A recent report in the journal Pediatrics suggests a possible link between organophosphate pesticides and increased risk of children developing attention deficit/hyperactivity disorder. The report has some parents wondering if they should stay away from the produce aisle in the grocery store. University of Georgia experts say to learn the facts, thoroughly clean all produce and feed healthful fruits and vegetables to children.
“The (United States Environmental Protection Agency) regulates pesticide use and publishes risk assessments associated with their use,” said Steve Brown, an entomologist and assistant dean for Extension with the UGA College of Agricultural and Environmental Sciences. “Food producers are required to follow EPA’s guidelines.”
No specific organophosphate, or OP, was identified in the published study. OPs are sometimes used to control insects in agricultural production and indoor pest control. There are more than 900 federally approved pesticides that can be used in the U.S. Of those, 37 are classified as OPs, including malathion and chlorpyrofos. Chlorpyrofos is seldom used on fruit or foliage.
Chlorpyrofos, once used for pest control in turfgrass, has not been allowed for use on home lawns for several years, according to UGA Extension turfgrass specialist Clint Waltz. “Until recently it was still labeled for athletic fields and golf courses,” he said. “If everyone is following the label rules, it’s likely no longer in use there either.”

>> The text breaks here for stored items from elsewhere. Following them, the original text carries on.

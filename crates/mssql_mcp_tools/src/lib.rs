//! Database tool set for the MSSQL MCP server (spec C5).
//!
//! Each tool is a small `McpTool` implementation wired against a shared
//! [`AppContext`]: the resolved config snapshot, the connection pool, the
//! performance observatory, and the audit trail. The dispatcher (in
//! `mssql_mcp_server`) owns the `ToolRegistry` and converts each tool's
//! returned JSON value into the protocol's `ToolCallResult` envelope.

pub mod output_budget;
pub mod registry;
pub mod sql;
pub mod tools;

use std::sync::Arc;

use async_trait::async_trait;
use mssql_mcp_config::ServerConfig;
use mssql_mcp_error::Result;
use mssql_mcp_logging::Audit;
use mssql_mcp_observatory::Observatory;
use mssql_mcp_pool::ConnectionManager;
use serde_json::Value;

pub use output_budget::OutputBudget;
pub use registry::ToolRegistry;

/// Everything a tool handler needs, bundled once at startup and shared
/// (via `Arc`) across every concurrently dispatched tool call.
pub struct AppContext {
    pub config: Arc<ServerConfig>,
    pub pool: Arc<ConnectionManager>,
    pub observatory: Arc<Observatory>,
    pub audit: Arc<Audit>,
    pub output_budget: OutputBudget,
}

/// A single MCP tool (spec §4.5). `execute` returns the tool's JSON payload
/// directly; the dispatcher is responsible for wrapping it as a text content
/// block and for mapping an `Err` to the protocol's error envelope.
#[async_trait]
pub trait McpTool: Send + Sync {
    fn name(&self) -> &'static str;
    fn description(&self) -> &'static str;
    fn input_schema(&self) -> Value;
    async fn execute(&self, ctx: &AppContext, arguments: Value) -> Result<Value>;
}
//! Schema introspection tools (spec §4.5): `list_databases`, `list_tables`,
//! `describe_table`, `list_foreign_keys`, `get_index_recommendations`.
//!
//! None of these run caller-supplied SQL text (beyond a validated identifier
//! interpolated into a fixed catalog/DMV query), so none of them go through
//! the C3 classify+authorize gate — they are read-only by construction.

use async_trait::async_trait;
use mssql_mcp_error::{McpError, Result};
use mssql_mcp_observatory::QueryOutcome;
use serde_json::{json, Value};

use super::{opt_str, opt_u64, require_str};
use crate::sql::{self, schema_or_default};
use crate::tools::borrow_connection;
use crate::{AppContext, McpTool};

const SYSTEM_DATABASES: &[&str] = &["master", "tempdb", "model", "msdb"];

pub struct ListDatabasesTool;

#[async_trait]
impl McpTool for ListDatabasesTool {
    fn name(&self) -> &'static str {
        "list_databases"
    }

    fn description(&self) -> &'static str {
        "List user databases on the connected SQL Server instance, excluding the fixed system databases."
    }

    fn input_schema(&self) -> Value {
        json!({ "type": "object", "properties": {} })
    }

    async fn execute(&self, ctx: &AppContext, _arguments: Value) -> Result<Value> {
        let token = ctx.observatory.start_query(self.name(), "sys.databases", None);
        let mut conn = borrow_connection(ctx, None).await?;

        let excluded = SYSTEM_DATABASES
            .iter()
            .map(|n| format!("'{n}'"))
            .collect::<Vec<_>>()
            .join(", ");
        let sql_text = format!(
            "SELECT name, database_id, create_date, collation_name, state_desc \
             FROM sys.databases WHERE name NOT IN ({excluded}) ORDER BY name"
        );

        match sql::query_rows(&mut conn, &sql_text).await {
            Ok(rows) => {
                ctx.observatory.end_query(token, QueryOutcome::success(Vec::new(), rows.len() as i64));
                Ok(json!({ "databases": rows }))
            }
            Err(e) => {
                ctx.observatory.end_query(token, QueryOutcome::failure(e.kind(), &e.to_string()));
                Err(e)
            }
        }
    }
}

pub struct ListTablesTool;

#[async_trait]
impl McpTool for ListTablesTool {
    fn name(&self) -> &'static str {
        "list_tables"
    }

    fn description(&self) -> &'static str {
        "List tables in a schema (defaults to dbo), optionally in a different database."
    }

    fn input_schema(&self) -> Value {
        json!({
            "type": "object",
            "properties": {
                "database": { "type": "string" },
                "schema": { "type": "string", "default": "dbo" }
            }
        })
    }

    async fn execute(&self, ctx: &AppContext, arguments: Value) -> Result<Value> {
        let database = opt_str(&arguments, "database");
        let schema = schema_or_default(opt_str(&arguments, "schema"));
        sql::ident(schema)?;

        let token = ctx.observatory.start_query(self.name(), "information_schema.tables", database);
        let mut conn = borrow_connection(ctx, database).await?;

        let sql_text = format!(
            "SELECT TABLE_CATALOG AS [database], TABLE_SCHEMA AS [schema], TABLE_NAME AS [table], TABLE_TYPE AS [tableType] \
             FROM INFORMATION_SCHEMA.TABLES WHERE TABLE_SCHEMA = '{schema}' ORDER BY TABLE_NAME"
        );

        match sql::query_rows(&mut conn, &sql_text).await {
            Ok(rows) => {
                ctx.observatory.end_query(token, QueryOutcome::success(Vec::new(), rows.len() as i64));
                Ok(json!({ "tables": rows }))
            }
            Err(e) => {
                ctx.observatory.end_query(token, QueryOutcome::failure(e.kind(), &e.to_string()));
                Err(e)
            }
        }
    }
}

pub struct DescribeTableTool;

#[async_trait]
impl McpTool for DescribeTableTool {
    fn name(&self) -> &'static str {
        "describe_table"
    }

    fn description(&self) -> &'static str {
        "Describe a table's columns: data type, length/precision/scale, nullability, default, and primary-key membership."
    }

    fn input_schema(&self) -> Value {
        json!({
            "type": "object",
            "properties": {
                "tableName": { "type": "string" },
                "database": { "type": "string" },
                "schema": { "type": "string", "default": "dbo" }
            },
            "required": ["tableName"]
        })
    }

    async fn execute(&self, ctx: &AppContext, arguments: Value) -> Result<Value> {
        let table_name = require_str(&arguments, "tableName")?;
        let database = opt_str(&arguments, "database");
        let schema = schema_or_default(opt_str(&arguments, "schema"));
        sql::ident(table_name)?;
        sql::ident(schema)?;

        let token = ctx.observatory.start_query(self.name(), table_name, database);
        let mut conn = borrow_connection(ctx, database).await?;

        let sql_text = format!(
            "SELECT c.COLUMN_NAME AS [name], c.DATA_TYPE AS [dataType], \
                    c.CHARACTER_MAXIMUM_LENGTH AS [maxLength], c.NUMERIC_PRECISION AS [precision], \
                    c.NUMERIC_SCALE AS [scale], c.IS_NULLABLE AS [isNullable], \
                    c.COLUMN_DEFAULT AS [columnDefault], \
                    CASE WHEN pk.COLUMN_NAME IS NOT NULL THEN CAST(1 AS BIT) ELSE CAST(0 AS BIT) END AS [isPrimaryKey] \
             FROM INFORMATION_SCHEMA.COLUMNS c \
             LEFT JOIN ( \
                 SELECT ku.TABLE_SCHEMA, ku.TABLE_NAME, ku.COLUMN_NAME \
                 FROM INFORMATION_SCHEMA.TABLE_CONSTRAINTS tc \
                 JOIN INFORMATION_SCHEMA.KEY_COLUMN_USAGE ku \
                     ON tc.CONSTRAINT_NAME = ku.CONSTRAINT_NAME AND tc.TABLE_SCHEMA = ku.TABLE_SCHEMA \
                 WHERE tc.CONSTRAINT_TYPE = 'PRIMARY KEY' \
             ) pk ON pk.TABLE_SCHEMA = c.TABLE_SCHEMA AND pk.TABLE_NAME = c.TABLE_NAME AND pk.COLUMN_NAME = c.COLUMN_NAME \
             WHERE c.TABLE_SCHEMA = '{schema}' AND c.TABLE_NAME = '{table_name}' \
             ORDER BY c.ORDINAL_POSITION"
        );

        match sql::query_rows(&mut conn, &sql_text).await {
            Ok(rows) => {
                ctx.observatory.end_query(token, QueryOutcome::success(Vec::new(), rows.len() as i64));
                Ok(json!({ "table": table_name, "schema": schema, "columns": rows }))
            }
            Err(e) => {
                ctx.observatory.end_query(token, QueryOutcome::failure(e.kind(), &e.to_string()));
                Err(e)
            }
        }
    }
}

pub struct ListForeignKeysTool;

#[async_trait]
impl McpTool for ListForeignKeysTool {
    fn name(&self) -> &'static str {
        "list_foreign_keys"
    }

    fn description(&self) -> &'static str {
        "List foreign key constraints in a schema: parent/referenced table and column, and the ON DELETE/ON UPDATE actions."
    }

    fn input_schema(&self) -> Value {
        json!({
            "type": "object",
            "properties": {
                "database": { "type": "string" },
                "schema": { "type": "string", "default": "dbo" }
            }
        })
    }

    async fn execute(&self, ctx: &AppContext, arguments: Value) -> Result<Value> {
        let database = opt_str(&arguments, "database");
        let schema = schema_or_default(opt_str(&arguments, "schema"));
        sql::ident(schema)?;

        let token = ctx.observatory.start_query(self.name(), "sys.foreign_keys", database);
        let mut conn = borrow_connection(ctx, database).await?;

        let sql_text = format!(
            "SELECT fk.name AS [constraint], \
                    tp.name AS [parentTable], cp.name AS [parentColumn], \
                    tr.name AS [referencedTable], cr.name AS [referencedColumn], \
                    fk.delete_referential_action_desc AS [onDelete], \
                    fk.update_referential_action_desc AS [onUpdate], \
                    fk.is_disabled AS [disabled] \
             FROM sys.foreign_keys fk \
             JOIN sys.foreign_key_columns fkc ON fkc.constraint_object_id = fk.object_id \
             JOIN sys.tables tp ON tp.object_id = fk.parent_object_id \
             JOIN sys.columns cp ON cp.object_id = fkc.parent_object_id AND cp.column_id = fkc.parent_column_id \
             JOIN sys.tables tr ON tr.object_id = fk.referenced_object_id \
             JOIN sys.columns cr ON cr.object_id = fkc.referenced_object_id AND cr.column_id = fkc.referenced_column_id \
             JOIN sys.schemas s ON s.schema_id = tp.schema_id \
             WHERE s.name = '{schema}' \
             ORDER BY tp.name"
        );

        match sql::query_rows(&mut conn, &sql_text).await {
            Ok(rows) => {
                ctx.observatory.end_query(token, QueryOutcome::success(Vec::new(), rows.len() as i64));
                Ok(json!({ "foreignKeys": rows }))
            }
            Err(e) => {
                ctx.observatory.end_query(token, QueryOutcome::failure(e.kind(), &e.to_string()));
                Err(e)
            }
        }
    }
}

pub struct GetIndexRecommendationsTool;

#[async_trait]
impl McpTool for GetIndexRecommendationsTool {
    fn name(&self) -> &'static str {
        "get_index_recommendations"
    }

    fn description(&self) -> &'static str {
        "Read the server's missing-index DMVs and recommend indexes ordered by average user impact."
    }

    fn input_schema(&self) -> Value {
        json!({
            "type": "object",
            "properties": {
                "database": { "type": "string" },
                "schema": { "type": "string", "default": "dbo" },
                "limit": { "type": "integer", "default": 10 },
                "impactThreshold": { "type": "number", "description": "Minimum avg_user_impact, 0-100" }
            }
        })
    }

    async fn execute(&self, ctx: &AppContext, arguments: Value) -> Result<Value> {
        let database = opt_str(&arguments, "database");
        let schema = schema_or_default(opt_str(&arguments, "schema"));
        sql::ident(schema)?;
        let limit = opt_u64(&arguments, "limit").filter(|&n| n > 0).unwrap_or(10);
        let impact_threshold = match arguments.get("impactThreshold").and_then(Value::as_f64) {
            Some(v) if !(0.0..=100.0).contains(&v) => {
                return Err(McpError::validation(format!(
                    "impactThreshold ({v}) must be within [0, 100]"
                )))
            }
            other => other.unwrap_or(0.0),
        };

        let token = ctx.observatory.start_query(self.name(), "sys.dm_db_missing_index_details", database);
        let mut conn = borrow_connection(ctx, database).await?;

        let sql_text = format!(
            "SELECT TOP ({limit}) \
                    mid.statement AS [table], mid.equality_columns AS [equalityColumns], \
                    mid.inequality_columns AS [inequalityColumns], mid.included_columns AS [includedColumns], \
                    migs.avg_user_impact AS [avgUserImpact], migs.avg_total_user_cost AS [avgTotalUserCost], \
                    migs.user_seeks AS [userSeeks] \
             FROM sys.dm_db_missing_index_groups mig \
             JOIN sys.dm_db_missing_index_group_stats migs ON migs.group_handle = mig.index_group_handle \
             JOIN sys.dm_db_missing_index_details mid ON mid.index_handle = mig.index_handle \
             WHERE migs.avg_user_impact >= {impact_threshold} \
             ORDER BY migs.avg_user_impact DESC"
        );
        let _ = schema; // schema currently only used as an argument-shape placeholder; SQL Server's missing-index DMVs are not schema-scoped.

        match sql::query_rows(&mut conn, &sql_text).await {
            Ok(rows) => {
                ctx.observatory.end_query(token, QueryOutcome::success(Vec::new(), rows.len() as i64));
                Ok(json!({ "recommendations": rows }))
            }
            Err(e) => {
                ctx.observatory.end_query(token, QueryOutcome::failure(e.kind(), &e.to_string()));
                Err(e)
            }
        }
    }
}

#[cfg(test)]
mod tests {
    use super::*;

    #[test]
    fn list_databases_schema_has_no_required_args() {
        let schema = ListDatabasesTool.input_schema();
        assert_eq!(schema["type"], "object");
    }

    #[test]
    fn describe_table_requires_table_name() {
        let schema = DescribeTableTool.input_schema();
        assert_eq!(schema["required"][0], "tableName");
    }
}
//! Pool stats snapshot and health scoring (spec §4.2/§3).

use serde::Serialize;

#[derive(Debug, Clone, Copy, PartialEq, Eq, Serialize)]
#[serde(rename_all = "camelCase")]
pub enum HealthStatus {
    Healthy,
    NeedsAttention,
    Critical,
}

/// A point-in-time snapshot of the pool, published by `ConnectionManager::stats()`.
#[derive(Debug, Clone, Serialize)]
#[serde(rename_all = "camelCase")]
pub struct PoolStats {
    pub max: usize,
    pub min: usize,
    pub active: usize,
    pub idle: usize,
    pub pending: usize,
    pub utilization_percent: f64,
    pub health_score: u8,
    pub health_status: HealthStatus,
}

impl PoolStats {
    pub(crate) fn new(max: usize, min: usize, active: usize, idle: usize, pending: usize) -> Self {
        let utilization_percent = if max == 0 {
            0.0
        } else {
            (active as f64 / max as f64) * 100.0
        };
        let idle_exhausted = idle == 0 && active > 0;
        let (health_score, health_status) =
            compute_health(utilization_percent, pending, 0.0, idle_exhausted);
        Self {
            max,
            min,
            active,
            idle,
            pending,
            utilization_percent,
            health_score,
            health_status,
        }
    }

    /// Recompute the health score with an externally supplied error rate
    /// (the observatory's own window, not something this crate tracks).
    /// Used by `get_connection_health`/`poolStats` to fold in query-level
    /// error pressure the pool itself has no visibility into.
    pub fn with_error_rate(mut self, error_rate_percent: f64) -> Self {
        let idle_exhausted = self.idle == 0 && self.active > 0;
        let (score, status) = compute_health(
            self.utilization_percent,
            self.pending,
            error_rate_percent,
            idle_exhausted,
        );
        self.health_score = score;
        self.health_status = status;
        self
    }
}

/// Health scoring: start at 100, subtract for each pressure indicator
/// present, clamp to [0,100], then band into a status.
///
/// No penalty (and no warning) below 95% utilization — only the ≥95% band
/// costs points.
fn compute_health(
    utilization_percent: f64,
    pending: usize,
    error_rate_percent: f64,
    idle_exhausted: bool,
) -> (u8, HealthStatus) {
    let mut score: i32 = 100;
    if utilization_percent >= 95.0 {
        score -= 20;
    }
    if pending > 0 {
        score -= 15;
    }
    if error_rate_percent >= 5.0 {
        score -= 15;
    }
    if idle_exhausted {
        score -= 10;
    }
    let score = score.clamp(0, 100) as u8;

    let status = if score >= 80 {
        HealthStatus::Healthy
    } else if score >= 60 {
        HealthStatus::NeedsAttention
    } else {
        HealthStatus::Critical
    };

    (score, status)
}

#[cfg(test)]
mod tests {
    use super::*;

    #[test]
    fn healthy_pool_scores_100() {
        let stats = PoolStats::new(10, 0, 2, 8, 0);
        assert_eq!(stats.health_score, 100);
        assert_eq!(stats.health_status, HealthStatus::Healthy);
    }

    #[test]
    fn high_utilization_costs_twenty_points() {
        let stats = PoolStats::new(10, 0, 10, 0, 0);
        assert_eq!(stats.utilization_percent, 100.0);
        // utilization (-20) + idle_exhausted (-10) = 70
        assert_eq!(stats.health_score, 70);
        assert_eq!(stats.health_status, HealthStatus::NeedsAttention);
    }

    #[test]
    fn no_penalty_below_95_percent_utilization() {
        let stats = PoolStats::new(10, 0, 9, 1, 0);
        assert_eq!(stats.utilization_percent, 90.0);
        assert_eq!(stats.health_score, 100);
    }

    #[test]
    fn waiters_and_error_rate_compound() {
        let stats = PoolStats::new(10, 0, 5, 5, 2).with_error_rate(6.0);
        // waiters (-15) + error rate (-15) = 70
        assert_eq!(stats.health_score, 70);
    }

    #[test]
    fn critical_band_below_sixty() {
        let stats = PoolStats::new(10, 0, 10, 0, 3).with_error_rate(10.0);
        // utilization (-20) + waiters (-15) + error rate (-15) + idle exhausted (-10) = 40
        assert_eq!(stats.health_score, 40);
        assert_eq!(stats.health_status, HealthStatus::Critical);
    }
}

Integrated Pest Management
For specific use on certain crops, Brown said, OPs are sometimes the best option for growers. “However, we recommend integrated pest management practices for effective insect control in food crops.”
Integrated pest management systems, promoted by Cooperative Extension nationwide for decades, incorporate all methods of pest control and suggest using pesticides only when other control methods aren’t sufficient.
“Increasing our knowledge about how to prevent pest problems allows us to work with growers to produce the safest food products for consumers, while also minimizing any risk to the environment,” Brown said.
Growers eagerly use these integrated systems, he said, because they want to provide safe food in an environmentally sound way. They also increase profits by eliminating chemical usage, which can be expensive.
“If there’s a chemical-free way to solve problems, everyone wants to try that first,” Brown said.
Testing, monitoring, educating
EPA periodically conducts cumulative risk assessments on food, water and environments at home, work, school and public outdoor spaces. The latest EPA assessment for OPs “underscores EPA's continued confidence in the overall safety of the nation's food supply and the benefits of eating a varied diet rich in fruits and vegetables,” the report stated. The assessment concluded drinking water is safe, too.
“Through these assessments, EPA quickly determines when a concern arises,” Brown said. “Improved technologies help ensure only the safest practices are used in U.S. food production. When a problem is pinpointed, EPA or FDA moves quickly to revise recommendations and has, over the years, eliminated products from use they consider a risk to food safety. Our job is to help educate growers and get information about those changes out to farmers in Georgia as fast as we can.”
Brown says that providing a safe, healthy food supply is vital to U.S. national security and is a major factor in the nation’s economic health.
“Agricultural research at the University of Georgia, and at land-grant universities across the country, aims to make sure Americans have ample, affordable food that’s safe to eat,” he said. “Our discoveries in the land-grant system help U.S. farmers meet that demand and provide an increasing share of the world food supply, as well.”
Learn the facts
He cautions parents to read the recent report carefully before changing children’s diets.
“We take the Harvard study very seriously,” he said, “and are eager to hear of further studies that may explain the results presented. But, the authors admit that no cause-and-effect relationship has been determined and the source of OP exposure in the test subjects is not known. The study does not conclude that fresh fruits and vegetables are responsible for ADHD in children.”
UGA Extension food safety expert Judy Harrison agrees. Consumers shouldn’t read too much into the study. “You have to consider that this is a fairly limited study,” she said. “The results are interesting, but don’t identify the source of the residues. Think of the millions of us who go to the grocery store and buy the same food every week, yet neither we nor our children have ADHD.”
Harrison believes that more in-depth investigation into the sources of exposure is necessary. “FDA monitors food for safety,” she said. “Most of us have the same food source. Knowing other potential places you can come in contact with organophosphates is important before any conclusions can be drawn.”
To help ensure that fruits and vegetables are safe to eat, rinse them thoroughly under cool, running water, while rubbing carefully to clean them. This will help remove dirt, bacteria and other residues. Parents who are overly concerned can peel the produce for added peace of mind.
“However, parents need to realize that peeling produce eliminates a good source of fiber and nutrients for children. And, even if they plan to peel it, rinse it first,” she said.
(Faith Peppers is the director of public affairs with the University of Georgia College of Agricultural and Environmental Sciences.)